## TASK PROMPT:
Print the records below word for word, beginning with the first line and ending once the line containing "Truncate the raw" is printed.

Saved entries:
//! Storage interface shared by every warehouse consumer.

use crate::WarehouseError;
use async_trait::async_trait;
use chrono::{DateTime, Utc};
use spread_core::{
    ChainFact, Market, OrderBookFact, OrderLevel, RouteKey, ScanParams, SessionId,
    TransactionFact,
};

/// Persisted description of an active scanning session.
#[derive(Debug, Clone, PartialEq)]
pub struct SessionRecord {
    pub id: SessionId,
    pub params: ScanParams,
    pub created_at: DateTime<Utc>,
}

/// Transactional store with raw and curated relations.
///
/// Every method is one logical operation and runs in its own transaction;
/// no transaction is held open across calls.
#[async_trait]
pub trait Warehouse: Send + Sync {
    /// Truncate the raw chain staging area and insert `batch` into it.
    async fn replace_raw_chains(&self, batch: &[ChainFact]) -> Result<(), WarehouseError>;

    /// Promote corroborated raw chain facts into the curated set.
    /// Does nothing when the staging area is empty.
    async fn promote_chains(&self) -> Result<(), WarehouseError>;

    async fn curated_chains(&self) -> Result<Vec<ChainFact>, WarehouseError>;

    /// Align order-book slots with the curated chain set.
    async fn sync_order_slots(&self) -> Result<(), WarehouseError>;

    /// Store fresh price levels for an existing slot.
    /// Returns false when the slot no longer exists.
    async fn update_order_prices(
        &self,
        exchange: Market,
        symbol: &str,
        asks: &[OrderLevel],
        bids: &[OrderLevel],
    ) -> Result<bool, WarehouseError>;

    async fn order_books(&self) -> Result<Vec<OrderBookFact>, WarehouseError>;

    /// Symbols with an order-book slot on `exchange`.
    async fn symbols_for(&self, exchange: Market) -> Result<Vec<String>, WarehouseError>;

    /// Stage `batch` for `session`, mirror it into the curated set and
    /// return (then mark delivered) every curated fact not yet delivered.
    async fn reconcile_transactions(
        &self,
        session: SessionId,
        batch: &[TransactionFact],
    ) -> Result<Vec<TransactionFact>, WarehouseError>;

    /// All curated facts of a session, highest spread first.
    async fn transactions(&self, session: SessionId)
        -> Result<Vec<TransactionFact>, WarehouseError>;

    async fn find_transaction(
        &self,
        session: SessionId,
        route: &RouteKey,
    ) -> Result<Option<TransactionFact>, WarehouseError>;

    async fn clear_raw_transactions(&self) -> Result<u64, WarehouseError>;

    async fn clear_curated_transactions(&self) -> Result<u64, WarehouseError>;

    async fn create_session(&self, record: &SessionRecord) -> Result<(), WarehouseError>;

    /// Remove a session together with its raw and curated transactions.
    async fn delete_session(&self, session: SessionId) -> Result<(), WarehouseError>;

    async fn sessions(&self) -> Result<Vec<SessionRecord>, WarehouseError>;

    async fn clear_sessions(&self) -> Result<u64, WarehouseError>;

    async fn close(&self);
}
#[async_trait]
impl Warehouse for SqliteWarehouse {
    async fn replace_raw_chains(&self, batch: &[ChainFact]) -> Result<(), WarehouseError> {
        let now = now_millis();
        let mut tx = self.pool.begin().await?;

        sqlx::query("DELETE FROM raw_chains")
            .execute(&mut *tx)
            .await?;

        for fact in batch {
            sqlx::query(
                r#"
                INSERT INTO raw_chains (exchange, symbol, chain, withdraw_min, withdraw_max, withdraw_fee, created_at)
                VALUES (?, ?, ?, ?, ?, ?, ?)
                "#,
            )
            .bind(fact.exchange.as_str())
            .bind(&fact.symbol)
            .bind(&fact.chain)
            .bind(fact.withdraw_min)
            .bind(fact.withdraw_max)
            .bind(fact.withdraw_fee)
            .bind(now)
            .execute(&mut *tx)
            .await?;
        }

        tx.commit().await?;
        Ok(())
    }

    async fn promote_chains(&self) -> Result<(), WarehouseError> {
        let mut tx = self.pool.begin().await?;

        let staged = sqlx::query_scalar::<_, i64>("SELECT COUNT(*) FROM raw_chains")
            .fetch_one(&mut *tx)
            .await?;
        if staged == 0 {
            debug!("No raw chains staged, curated chains left untouched");
            return Ok(());
        }

        // A curated row survives only if its exact (exchange, symbol, chain)
        // is staged and the pair is seen on two or more exchanges.
        sqlx::query(
            r#"
            DELETE FROM dwh_chains
            WHERE NOT EXISTS (
                SELECT 1 FROM raw_chains r
                WHERE r.exchange = dwh_chains.exchange
                  AND r.symbol = dwh_chains.symbol
                  AND r.chain = dwh_chains.chain
                  AND (
                      SELECT COUNT(DISTINCT p.exchange) FROM raw_chains p
                      WHERE p.symbol = r.symbol AND p.chain = r.chain
                  ) >= 2
            )
            "#,
        )
        .execute(&mut *tx)
        .await?;

        sqlx::query(
            r#"
            INSERT INTO dwh_chains (exchange, symbol, chain, withdraw_min, withdraw_max, withdraw_fee, updated_at)
            SELECT r.exchange, r.symbol, r.chain, r.withdraw_min, r.withdraw_max, r.withdraw_fee, ?
            FROM raw_chains r
            WHERE (
                SELECT COUNT(DISTINCT p.exchange) FROM raw_chains p
                WHERE p.symbol = r.symbol AND p.chain = r.chain
            ) >= 2
            ON CONFLICT (exchange, symbol, chain) DO UPDATE
            SET
                withdraw_min = excluded.withdraw_min,
                withdraw_max = excluded.withdraw_max,
                withdraw_fee = excluded.withdraw_fee,
                updated_at = excluded.updated_at
            "#,
        )
        .bind(now_millis())
        .execute(&mut *tx)
        .await?;

        tx.commit().await?;
        Ok(())
    }

    async fn curated_chains(&self) -> Result<Vec<ChainFact>, WarehouseError> {
        let rows = sqlx::query_as::<_, (String, String, String, f64, f64, f64)>(
            r#"
            SELECT exchange, symbol, chain, withdraw_min, withdraw_max, withdraw_fee
            FROM dwh_chains
            ORDER BY symbol, chain, exchange
            "#,
        )
        .fetch_all(&self.pool)
        .await?;

        let chains = rows
            .into_iter()
            .filter_map(|(exchange, symbol, chain, min, max, fee)| {
                match Market::from_str(&exchange) {
                    Ok(market) => Some(ChainFact::new(market, symbol, chain).with_limits(min, max, fee)),
                    Err(e) => {
                        warn!(error = %e, "Skipping curated chain row");
                        None
                    }
                }
            })
            .collect();

        Ok(chains)
    }

    async fn sync_order_slots(&self) -> Result<(), WarehouseError> {
        let mut tx = self.pool.begin().await?;

        sqlx::query(
            r#"
            DELETE FROM dwh_orders
            WHERE NOT EXISTS (
                SELECT 1 FROM dwh_chains c
                WHERE c.exchange = dwh_orders.exchange AND c.symbol = dwh_orders.symbol
            )
            "#,
        )
        .execute(&mut *tx)
        .await?;

        sqlx::query(
            r#"
            INSERT INTO dwh_orders (exchange, symbol, updated_at)
            SELECT DISTINCT exchange, symbol, ?
            FROM dwh_chains
            WHERE true
            ON CONFLICT (exchange, symbol) DO UPDATE
            SET updated_at = excluded.updated_at
            "#,
        )
        .bind(now_millis())
        .execute(&mut *tx)
        .await?;

        tx.commit().await?;
        Ok(())
    }

    async fn update_order_prices(
        &self,
        exchange: Market,
        symbol: &str,
        asks: &[OrderLevel],
        bids: &[OrderLevel],
    ) -> Result<bool, WarehouseError> {
        let ask_json = serde_json::to_string(asks)?;
        let bid_json = serde_json::to_string(bids)?;

        let result = sqlx::query(
            r#"
            UPDATE dwh_orders
            SET ask_price = ?, bid_price = ?, updated_at = ?
            WHERE exchange = ? AND symbol = ?
            "#,
        )
        .bind(&ask_json)
        .bind(&bid_json)
        .bind(now_millis())
        .bind(exchange.as_str())
        .bind(symbol)
        .execute(&self.pool)
        .await?;

        Ok(result.rows_affected() > 0)
    }

    async fn order_books(&self) -> Result<Vec<OrderBookFact>, WarehouseError> {
        let rows = sqlx::query_as::<_, (String, String, String, String)>(
            "SELECT exchange, symbol, ask_price, bid_price FROM dwh_orders ORDER BY exchange, symbol",
        )
        .fetch_all(&self.pool)
        .await?;

        let mut books = Vec::with_capacity(rows.len());
        for (exchange, symbol, ask_json, bid_json) in rows {
            let exchange = match Market::from_str(&exchange) {
                Ok(market) => market,
                Err(e) => {
                    warn!(error = %e, "Skipping order-book row");
                    continue;
                }
            };
            books.push(OrderBookFact {
                exchange,
                symbol,
                asks: serde_json::from_str(&ask_json)?,
                bids: serde_json::from_str(&bid_json)?,
            });
        }

        Ok(books)
    }

    async fn symbols_for(&self, exchange: Market) -> Result<Vec<String>, WarehouseError> {
        let symbols = sqlx::query_scalar::<_, String>(
            "SELECT symbol FROM dwh_orders WHERE exchange = ? ORDER BY symbol",
        )
        .bind(exchange.as_str())
        .fetch_all(&self.pool)
        .await?;
        Ok(symbols)
    }

    async fn reconcile_transactions(
        &self,
        session: SessionId,
        batch: &[TransactionFact],
    ) -> Result<Vec<TransactionFact>, WarehouseError> {
        let now = now_millis();
        let mut tx = self.pool.begin().await?;

        sqlx::query("DELETE FROM raw_transactions WHERE session_id = ?")
            .bind(session.0)
            .execute(&mut *tx)
            .await?;

        for fact in batch {
            insert_raw_transaction(&mut *tx, session, fact, now).await?;
        }

        sqlx::query(
            r#"
            DELETE FROM dwh_transactions
            WHERE session_id = ?
              AND NOT EXISTS (
                  SELECT 1 FROM raw_transactions r
                  WHERE r.session_id = dwh_transactions.session_id
                    AND r.symbol = dwh_transactions.symbol
                    AND r.chain = dwh_transactions.chain
                    AND r.market_from = dwh_transactions.market_from
                    AND r.market_to = dwh_transactions.market_to
              )
            "#,
        )
        .bind(session.0)
        .execute(&mut *tx)
        .await?;

        // `delivered` is only written on first insert.
        sqlx::query(
            r#"
            INSERT INTO dwh_transactions (
                session_id, symbol, chain, market_from, market_to, spread, withdraw_fee,
                withdraw_max, coin_amount, ask_order_count, ask_cost, ask_orders,
                bid_order_count, bid_cost, bid_orders, delivered, updated_at
            )
            SELECT
                session_id, symbol, chain, market_from, market_to, spread, withdraw_fee,
                withdraw_max, coin_amount, ask_order_count, ask_cost, ask_orders,
                bid_order_count, bid_cost, bid_orders, 0, ?
            FROM raw_transactions
            WHERE session_id = ?
            ON CONFLICT (session_id, symbol, chain, market_from, market_to) DO UPDATE
            SET
                spread = excluded.spread,
                withdraw_fee = excluded.withdraw_fee,
                withdraw_max = excluded.withdraw_max,
                coin_amount = excluded.coin_amount,
                ask_order_count = excluded.ask_order_count,
                ask_cost = excluded.ask_cost,
                ask_orders = excluded.ask_orders,
                bid_order_count = excluded.bid_order_count,
                bid_cost = excluded.bid_cost,
                bid_orders = excluded.bid_orders,
                updated_at = excluded.updated_at
            "#,
        )
        .bind(now)
        .bind(session.0)
        .execute(&mut *tx)
        .await?;

        let rows = sqlx::query_as::<_, TransactionRow>(&format!(
            "SELECT {TRANSACTION_COLUMNS} FROM dwh_transactions \
             WHERE session_id = ? AND delivered = 0 ORDER BY spread DESC, id"
        ))
        .bind(session.0)
        .fetch_all(&mut *tx)
        .await?;

        let fresh = rows
            .into_iter()
            .map(TransactionRow::into_fact)
            .collect::<Result<Vec<_>, _>>()?;

        sqlx::query("UPDATE dwh_transactions SET delivered = 1 WHERE session_id = ? AND delivered = 0")
            .bind(session.0)
            .execute(&mut *tx)
            .await?;

        tx.commit().await?;
        Ok(fresh)
    }

    async fn transactions(
        &self,
        session: SessionId,
    ) -> Result<Vec<TransactionFact>, WarehouseError> {
        let rows = sqlx::query_as::<_, TransactionRow>(&format!(
            "SELECT {TRANSACTION_COLUMNS} FROM dwh_transactions \
             WHERE session_id = ? ORDER BY spread DESC, id"
        ))
        .bind(session.0)
        .fetch_all(&self.pool)
        .await?;

        rows.into_iter().map(TransactionRow::into_fact).collect()
    }

    async fn find_transaction(
        &self,
        session: SessionId,
        route: &RouteKey,
    ) -> Result<Option<TransactionFact>, WarehouseError> {
        let row = sqlx::query_as::<_, TransactionRow>(&format!(
            "SELECT {TRANSACTION_COLUMNS} FROM dwh_transactions \
             WHERE session_id = ? AND symbol = ? AND market_from = ? AND market_to = ? \
             ORDER BY spread DESC LIMIT 1"
        ))
        .bind(session.0)
        .bind(&route.symbol)
        .bind(&route.market_from)
        .bind(&route.market_to)
        .fetch_optional(&self.pool)
        .await?;

        row.map(TransactionRow::into_fact).transpose()
    }

    async fn clear_raw_transactions(&self) -> Result<u64, WarehouseError> {
        let result = sqlx::query("DELETE FROM raw_transactions")
            .execute(&self.pool)
            .await?;
        Ok(result.rows_affected())
    }

    async fn clear_curated_transactions(&self) -> Result<u64, WarehouseError> {
        let result = sqlx::query("DELETE FROM dwh_transactions")
            .execute(&self.pool)
            .await?;
        Ok(result.rows_affected())
    }

    async fn create_session(&self, record: &SessionRecord) -> Result<(), WarehouseError> {
        let usdt = i64::try_from(record.params.usdt)
            .map_err(|_| WarehouseError::InvalidRow(format!("usdt out of range: {}", record.params.usdt)))?;

        sqlx::query(
            r#"
            INSERT INTO sessions (session_id, usdt, spread_min, spread_max, created_at)
            VALUES (?, ?, ?, ?, ?)
            ON CONFLICT (session_id) DO UPDATE
            SET
                usdt = excluded.usdt,
                spread_min = excluded.spread_min,
                spread_max = excluded.spread_max,
                created_at = excluded.created_at
            "#,
        )
        .bind(record.id.0)
        .bind(usdt)
        .bind(record.params.spread_min)
        .bind(record.params.spread_max)
        .bind(record.created_at.timestamp_millis())
        .execute(&self.pool)
        .await?;

        Ok(())
    }

    async fn delete_session(&self, session: SessionId) -> Result<(), WarehouseError> {
        let mut tx = self.pool.begin().await?;

        for statement in [
            "DELETE FROM raw_transactions WHERE session_id = ?",
            "DELETE FROM dwh_transactions WHERE session_id = ?",
            "DELETE FROM sessions WHERE session_id = ?",
        ] {
            sqlx::query(statement)
                .bind(session.0)
                .execute(&mut *tx)
                .await?;
        }

        tx.commit().await?;
        Ok(())
    }

    async fn sessions(&self) -> Result<Vec<SessionRecord>, WarehouseError> {
        let rows = sqlx::query_as::<_, (i64, i64, f64, Option<f64>, i64)>(
            "SELECT session_id, usdt, spread_min, spread_max, created_at FROM sessions ORDER BY created_at",
        )
        .fetch_all(&self.pool)
        .await?;

        rows.into_iter()
            .map(|(id, usdt, spread_min, spread_max, created_at)| -> Result<SessionRecord, WarehouseError> {
                let usdt = u64::try_from(usdt)
                    .map_err(|_| WarehouseError::InvalidRow(format!("negative usdt for session {id}")))?;
                let created_at = DateTime::from_timestamp_millis(created_at)
                    .ok_or_else(|| WarehouseError::InvalidRow(format!("bad timestamp for session {id}")))?;
                Ok(SessionRecord {
                    id: SessionId(id),
                    params: ScanParams {
                        usdt,
                        spread_min,
                        spread_max,
                    },
                    created_at,
                })
            })
            .collect()
    }

    async fn clear_sessions(&self) -> Result<u64, WarehouseError> {
        let result = sqlx::query("DELETE FROM sessions")
            .execute(&self.pool)
            .await?;
        Ok(result.rows_affected())
    }

    async fn close(&self) {
        self.pool.close().await;
    }
}
//! Order-book slots kept per (exchange, symbol).

use crate::Market;
use serde::{Deserialize, Serialize};
use std::fmt;

/// A single price level.
#[derive(Debug, Clone, Copy, PartialEq, Serialize, Deserialize)]
pub struct OrderLevel {
    pub price: f64,
    #[serde(alias = "qty")]
    pub quantity: f64,
}

impl OrderLevel {
    pub fn new(price: f64, quantity: f64) -> Self {
        Self { price, quantity }
    }
}

impl fmt::Display for OrderLevel {
    fn fmt(&self, f: &mut fmt::Formatter<'_>) -> fmt::Result {
        write!(f, "{}/{}", self.price, self.quantity)
    }
}

/// Order-book snapshot for one (exchange, symbol) slot.
///
/// Slots exist for every pair referenced by curated chain facts; prices are
/// filled in separately and may be empty until the first refresh.
#[derive(Debug, Clone, PartialEq, Serialize, Deserialize)]
pub struct OrderBookFact {
    pub exchange: Market,
    pub symbol: String,
    #[serde(default)]
    pub asks: Vec<OrderLevel>,
    #[serde(default)]
    pub bids: Vec<OrderLevel>,
}

/// Render levels as `[price/qty price/qty ...]` for chat messages.
pub fn format_levels(levels: &[OrderLevel]) -> String {
    let inner: Vec<String> = levels.iter().map(ToString::to_string).collect();
    format!("[{}]", inner.join(" "))
}

#[cfg(test)]
mod tests {
    use super::*;

    #[test]
    fn test_level_accepts_qty_alias() {
        let level: OrderLevel = serde_json::from_str(r#"{"price": 1.5, "qty": 2.0}"#).unwrap();
        assert_eq!(level, OrderLevel::new(1.5, 2.0));
    }

    #[test]
    fn test_slot_without_prices_decodes_empty() {
        let slot: OrderBookFact = serde_json::from_str(r#"{"exchange":"MEXC","symbol":"SOL"}"#).unwrap();
        assert_eq!(slot.exchange, Market::Mexc);
        assert!(slot.asks.is_empty());
        assert!(slot.bids.is_empty());
    }

    #[test]
    fn test_format_levels() {
        let levels = vec![OrderLevel::new(100.0, 0.5), OrderLevel::new(101.0, 1.0)];
        assert_eq!(format_levels(&levels), "[100/0.5 101/1]");
        assert_eq!(format_levels(&[]), "[]");
    }
}
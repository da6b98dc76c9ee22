//! Exchange identifiers.

use serde::{Deserialize, Serialize};
use std::fmt;
use std::str::FromStr;
use thiserror::Error;

/// Returned when an exchange name is not in the supported catalogue.
#[derive(Debug, Clone, PartialEq, Eq, Error)]
#[error("unknown market: {0}")]
pub struct UnknownMarket(pub String);

/// Centralized exchange supported by the chain scanner.
#[derive(Debug, Clone, Copy, PartialEq, Eq, Hash, PartialOrd, Ord, Serialize, Deserialize)]
#[serde(rename_all = "UPPERCASE")]
pub enum Market {
    Bybit,
    Kukoin,
    Htx,
    Mexc,
    Bingx,
    Ascendex,
    Bitget,
    Xt,
    Bitmart,
}

impl Market {
    /// Canonical upper-case name, as stored and as sent by the market-data service.
    pub fn as_str(self) -> &'static str {
        match self {
            Market::Bybit => "BYBIT",
            Market::Kukoin => "KUKOIN",
            Market::Htx => "HTX",
            Market::Mexc => "MEXC",
            Market::Bingx => "BINGX",
            Market::Ascendex => "ASCENDEX",
            Market::Bitget => "BITGET",
            Market::Xt => "XT",
            Market::Bitmart => "BITMART",
        }
    }

    /// Get all market variants.
    pub fn all() -> &'static [Market] {
        &[
            Market::Bybit,
            Market::Kukoin,
            Market::Htx,
            Market::Mexc,
            Market::Bingx,
            Market::Ascendex,
            Market::Bitget,
            Market::Xt,
            Market::Bitmart,
        ]
    }
}

impl fmt::Display for Market {
    fn fmt(&self, f: &mut fmt::Formatter<'_>) -> fmt::Result {
        f.write_str(self.as_str())
    }
}

impl FromStr for Market {
    type Err = UnknownMarket;

    fn from_str(s: &str) -> Result<Self, Self::Err> {
        Market::all()
            .iter()
            .copied()
            .find(|m| m.as_str().eq_ignore_ascii_case(s.trim()))
            .ok_or_else(|| UnknownMarket(s.to_string()))
    }
}
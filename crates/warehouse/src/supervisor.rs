//! Startup connection supervision.
//!
//! The primary target is tried exactly once as a fast-path probe. After that
//! the fallback target is retried with exponential backoff until it connects,
//! a non-transient error occurs, or the elapsed budget runs out.

use crate::WarehouseError;
use std::future::Future;
use std::time::Duration;
use tokio::time::Instant;
use tracing::{error, info, warn};

/// Backoff parameters for the fallback retry loop.
#[derive(Debug, Clone, Copy, PartialEq)]
pub struct RetryPolicy {
    pub initial_interval: Duration,
    pub max_interval: Duration,
    /// Total time budget measured from the first fallback attempt.
    pub max_elapsed: Duration,
}

impl Default for RetryPolicy {
    fn default() -> Self {
        Self {
            initial_interval: Duration::from_millis(500),
            max_interval: Duration::from_secs(60),
            max_elapsed: Duration::from_secs(30 * 60),
        }
    }
}

impl RetryPolicy {
    /// Delay before retry number `attempt` (zero based), capped at `max_interval`.
    pub fn delay_for(&self, attempt: u32) -> Duration {
        let factor = 1u32 << attempt.min(16);
        self.initial_interval
            .saturating_mul(factor)
            .min(self.max_interval)
    }
}

pub struct ConnectionSupervisor {
    policy: RetryPolicy,
}

impl ConnectionSupervisor {
    pub fn new(policy: RetryPolicy) -> Self {
        Self { policy }
    }

    /// Connect through `connector`, first to `primary` then to `fallback`.
    ///
    /// When no fallback is given the primary target is reused for the retry
    /// loop. Fails with [`WarehouseError::Exhausted`] once the elapsed budget
    /// is spent, or with the original error when it is not transient.
    pub async fn connect<T, F, Fut>(
        &self,
        primary: &str,
        fallback: Option<&str>,
        mut connector: F,
    ) -> Result<T, WarehouseError>
    where
        F: FnMut(String) -> Fut,
        Fut: Future<Output = Result<T, WarehouseError>>,
    {
        match connector(primary.to_string()).await {
            Ok(handle) => {
                info!(target = %redact(primary), "Connected to primary store");
                return Ok(handle);
            }
            Err(e) => {
                warn!(target = %redact(primary), error = %e, "Primary store unavailable, switching to fallback");
            }
        }

        let target = fallback.unwrap_or(primary);
        let started = Instant::now();
        let mut attempts = 0u32;

        loop {
            attempts += 1;
            match connector(target.to_string()).await {
                Ok(handle) => {
                    info!(target = %redact(target), attempts, "Connected to fallback store");
                    return Ok(handle);
                }
                Err(e) if !e.is_transient() => {
                    error!(target = %redact(target), error = %e, "Non-transient store error, giving up");
                    return Err(e);
                }
                Err(e) => {
                    let delay = self.policy.delay_for(attempts - 1);
                    if started.elapsed() + delay > self.policy.max_elapsed {
                        error!(attempts, error = %e, "Store connection retries exhausted");
                        return Err(WarehouseError::Exhausted {
                            attempts,
                            last: Box::new(e),
                        });
                    }
                    warn!(
                        target = %redact(target),
                        error = %e,
                        attempts,
                        "Store connection failed, retrying in {:.1}s",
                        delay.as_secs_f64()
                    );
                    tokio::time::sleep(delay).await;
                }
            }
        }
    }
}

/// Strip credentials from a connection URL before logging it.
fn redact(url: &str) -> String {
    match (url.find("://"), url.rfind('@')) {
        (Some(scheme), Some(at)) if at > scheme => {
            format!("{}://***{}", &url[..scheme], &url[at..])
        }
        _ => url.to_string(),
    }
}

#[cfg(test)]
mod tests {
    use super::*;
    use std::io;
    use std::sync::{Arc, Mutex};

    fn transient() -> WarehouseError {
        WarehouseError::Sqlx(sqlx::Error::Io(io::Error::new(
            io::ErrorKind::ConnectionRefused,
            "refused",
        )))
    }

    fn quick_policy() -> RetryPolicy {
        RetryPolicy {
            initial_interval: Duration::from_millis(1),
            max_interval: Duration::from_millis(4),
            max_elapsed: Duration::from_millis(200),
        }
    }

    #[test]
    fn test_delay_doubles_and_caps() {
        let policy = RetryPolicy {
            initial_interval: Duration::from_millis(100),
            max_interval: Duration::from_secs(1),
            max_elapsed: Duration::from_secs(60),
        };
        assert_eq!(policy.delay_for(0), Duration::from_millis(100));
        assert_eq!(policy.delay_for(1), Duration::from_millis(200));
        assert_eq!(policy.delay_for(3), Duration::from_millis(800));
        assert_eq!(policy.delay_for(4), Duration::from_secs(1));
        assert_eq!(policy.delay_for(40), Duration::from_secs(1));
    }

    #[test]
    fn test_redact_hides_credentials() {
        assert_eq!(redact("postgres://user:pw@db:5432/x"), "postgres://***@db:5432/x");
        assert_eq!(redact("sqlite://spread.db"), "sqlite://spread.db");
    }

    #[tokio::test]
    async fn test_primary_success_skips_fallback() {
        let calls = Arc::new(Mutex::new(Vec::new()));
        let seen = calls.clone();
        let supervisor = ConnectionSupervisor::new(quick_policy());

        let handle = supervisor
            .connect("primary", Some("fallback"), |target| {
                let seen = seen.clone();
                async move {
                    seen.lock().unwrap().push(target.clone());
                    Ok::<_, WarehouseError>(target)
                }
            })
            .await
            .unwrap();

        assert_eq!(handle, "primary");
        assert_eq!(*calls.lock().unwrap(), vec!["primary".to_string()]);
    }

    #[tokio::test]
    async fn test_fallback_retried_until_success() {
        let calls = Arc::new(Mutex::new(Vec::new()));
        let seen = calls.clone();
        let supervisor = ConnectionSupervisor::new(quick_policy());

        let handle = supervisor
            .connect("primary", Some("fallback"), |target| {
                let seen = seen.clone();
                async move {
                    let n = {
                        let mut guard = seen.lock().unwrap();
                        guard.push(target.clone());
                        guard.len()
                    };
                    if n < 4 {
                        Err(transient())
                    } else {
                        Ok(target)
                    }
                }
            })
            .await
            .unwrap();

        assert_eq!(handle, "fallback");
        let calls = calls.lock().unwrap();
        assert_eq!(calls[0], "primary");
        assert!(calls[1..].iter().all(|t| t == "fallback"));
        assert_eq!(calls.len(), 4);
    }

    #[tokio::test]
    async fn test_non_transient_error_is_fatal_immediately() {
        let calls = Arc::new(Mutex::new(0u32));
        let seen = calls.clone();
        let supervisor = ConnectionSupervisor::new(quick_policy());

        let result: Result<(), _> = supervisor
            .connect("primary", Some("fallback"), |_| {
                let seen = seen.clone();
                async move {
                    *seen.lock().unwrap() += 1;
                    Err(WarehouseError::Sqlx(sqlx::Error::Configuration("bad url".into())))
                }
            })
            .await;

        assert!(matches!(result, Err(WarehouseError::Sqlx(sqlx::Error::Configuration(_)))));
        // Primary probe plus a single fallback attempt.
        assert_eq!(*calls.lock().unwrap(), 2);
    }

    #[tokio::test]
    async fn test_exhaustion_reports_attempts() {
        let supervisor = ConnectionSupervisor::new(RetryPolicy {
            initial_interval: Duration::from_millis(5),
            max_interval: Duration::from_millis(5),
            max_elapsed: Duration::from_millis(30),
        });

        let result: Result<(), _> = supervisor
            .connect("primary", None, |_| async { Err(transient()) })
            .await;

        match result {
            Err(WarehouseError::Exhausted { attempts, last }) => {
                assert!(attempts >= 2);
                assert!(last.is_transient());
            }
            other => panic!("expected exhaustion, got {other:?}"),
        }
    }
}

## EXERCISE RESPONSE:
//! Storage interface shared by every warehouse consumer.

use crate::WarehouseError;
use async_trait::async_trait;
use chrono::{DateTime, Utc};
use spread_core::{
    ChainFact, Market, OrderBookFact, OrderLevel, RouteKey, ScanParams, SessionId,
    TransactionFact,
};

/// Persisted description of an active scanning session.
#[derive(Debug, Clone, PartialEq)]
pub struct SessionRecord {
    pub id: SessionId,
    pub params: ScanParams,
    pub created_at: DateTime<Utc>,
}

/// Transactional store with raw and curated relations.
///
/// Every method is one logical operation and runs in its own transaction;
/// no transaction is held open across calls.
#[async_trait]
pub trait Warehouse: Send + Sync {
    /// Truncate the raw chain staging area and insert `batch` into it.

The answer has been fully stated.